# WHAT YOU ARE ASKED TO DO
Look through the entries below and show every line containing the word "contexts".

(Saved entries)
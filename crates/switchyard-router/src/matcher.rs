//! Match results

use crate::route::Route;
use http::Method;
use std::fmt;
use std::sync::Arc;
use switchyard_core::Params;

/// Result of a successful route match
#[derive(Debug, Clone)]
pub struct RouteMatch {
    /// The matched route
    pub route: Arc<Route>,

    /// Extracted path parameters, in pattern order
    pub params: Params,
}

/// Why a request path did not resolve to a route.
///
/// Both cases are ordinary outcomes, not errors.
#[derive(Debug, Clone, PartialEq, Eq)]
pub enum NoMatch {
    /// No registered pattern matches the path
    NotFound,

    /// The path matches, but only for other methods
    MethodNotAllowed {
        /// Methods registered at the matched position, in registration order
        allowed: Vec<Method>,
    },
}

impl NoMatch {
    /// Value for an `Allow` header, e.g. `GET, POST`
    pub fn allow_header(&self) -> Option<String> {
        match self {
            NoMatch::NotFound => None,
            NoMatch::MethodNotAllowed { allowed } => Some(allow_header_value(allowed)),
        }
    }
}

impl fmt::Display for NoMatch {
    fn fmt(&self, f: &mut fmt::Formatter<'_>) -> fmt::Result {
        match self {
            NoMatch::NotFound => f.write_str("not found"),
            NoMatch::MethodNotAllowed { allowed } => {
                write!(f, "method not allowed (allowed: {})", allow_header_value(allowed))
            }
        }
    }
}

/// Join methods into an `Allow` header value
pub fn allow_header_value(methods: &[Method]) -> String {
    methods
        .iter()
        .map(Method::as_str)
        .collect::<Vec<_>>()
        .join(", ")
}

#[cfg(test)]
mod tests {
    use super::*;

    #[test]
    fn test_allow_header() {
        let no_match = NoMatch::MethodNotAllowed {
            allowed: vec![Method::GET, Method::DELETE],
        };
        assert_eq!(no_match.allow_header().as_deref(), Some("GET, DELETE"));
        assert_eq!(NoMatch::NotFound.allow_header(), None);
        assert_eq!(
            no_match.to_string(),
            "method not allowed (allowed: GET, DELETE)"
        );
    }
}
...
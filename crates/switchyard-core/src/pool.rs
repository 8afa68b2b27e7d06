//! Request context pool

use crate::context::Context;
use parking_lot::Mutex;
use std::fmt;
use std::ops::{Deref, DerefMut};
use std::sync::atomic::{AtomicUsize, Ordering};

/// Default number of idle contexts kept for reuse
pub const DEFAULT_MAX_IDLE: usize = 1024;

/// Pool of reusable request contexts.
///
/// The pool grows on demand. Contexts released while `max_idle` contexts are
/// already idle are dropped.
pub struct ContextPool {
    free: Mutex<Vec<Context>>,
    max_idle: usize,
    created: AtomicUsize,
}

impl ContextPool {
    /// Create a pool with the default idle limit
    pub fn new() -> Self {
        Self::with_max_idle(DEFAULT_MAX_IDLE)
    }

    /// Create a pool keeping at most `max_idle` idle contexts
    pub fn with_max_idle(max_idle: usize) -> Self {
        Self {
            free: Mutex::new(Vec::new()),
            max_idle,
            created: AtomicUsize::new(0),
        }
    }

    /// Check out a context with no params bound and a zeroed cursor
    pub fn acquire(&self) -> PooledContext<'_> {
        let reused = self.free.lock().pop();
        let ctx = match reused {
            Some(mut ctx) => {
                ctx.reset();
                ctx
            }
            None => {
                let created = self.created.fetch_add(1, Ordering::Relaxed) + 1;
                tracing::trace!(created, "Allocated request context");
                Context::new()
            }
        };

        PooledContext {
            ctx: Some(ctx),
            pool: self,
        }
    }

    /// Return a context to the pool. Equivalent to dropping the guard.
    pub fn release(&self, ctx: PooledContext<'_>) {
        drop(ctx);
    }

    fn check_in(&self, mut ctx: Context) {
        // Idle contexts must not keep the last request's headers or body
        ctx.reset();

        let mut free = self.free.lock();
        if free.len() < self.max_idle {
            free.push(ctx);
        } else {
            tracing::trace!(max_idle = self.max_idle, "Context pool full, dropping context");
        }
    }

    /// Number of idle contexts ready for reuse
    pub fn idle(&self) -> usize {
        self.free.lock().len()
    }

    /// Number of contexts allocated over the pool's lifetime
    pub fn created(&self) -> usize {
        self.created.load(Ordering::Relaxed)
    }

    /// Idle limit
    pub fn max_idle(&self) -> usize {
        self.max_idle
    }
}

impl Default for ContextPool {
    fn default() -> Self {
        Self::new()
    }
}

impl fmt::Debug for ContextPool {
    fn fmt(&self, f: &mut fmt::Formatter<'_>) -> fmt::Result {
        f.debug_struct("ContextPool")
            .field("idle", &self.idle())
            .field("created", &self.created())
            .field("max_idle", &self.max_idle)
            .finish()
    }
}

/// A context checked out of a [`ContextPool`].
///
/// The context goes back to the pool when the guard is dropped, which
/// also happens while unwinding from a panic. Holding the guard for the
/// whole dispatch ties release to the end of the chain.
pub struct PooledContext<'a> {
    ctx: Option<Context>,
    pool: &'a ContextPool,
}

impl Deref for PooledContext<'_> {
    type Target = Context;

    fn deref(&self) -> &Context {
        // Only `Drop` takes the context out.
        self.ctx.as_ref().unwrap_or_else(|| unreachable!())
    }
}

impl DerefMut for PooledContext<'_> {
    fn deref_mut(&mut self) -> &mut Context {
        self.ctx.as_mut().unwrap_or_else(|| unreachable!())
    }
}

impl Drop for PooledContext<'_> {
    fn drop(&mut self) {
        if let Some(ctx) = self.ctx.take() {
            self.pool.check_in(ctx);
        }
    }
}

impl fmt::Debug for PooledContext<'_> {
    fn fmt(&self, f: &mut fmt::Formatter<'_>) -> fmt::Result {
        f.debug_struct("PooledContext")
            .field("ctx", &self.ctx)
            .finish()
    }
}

# RESULT FOR THIS EXERCISE
/// Default number of idle contexts kept for reuse
/// Pool of reusable request contexts.
/// The pool grows on demand. Contexts released while `max_idle` contexts are
    /// Create a pool keeping at most `max_idle` idle contexts
        // Idle contexts must not keep the last request's headers or body
    /// Number of idle contexts ready for reuse
    /// Number of contexts allocated over the pool's lifetime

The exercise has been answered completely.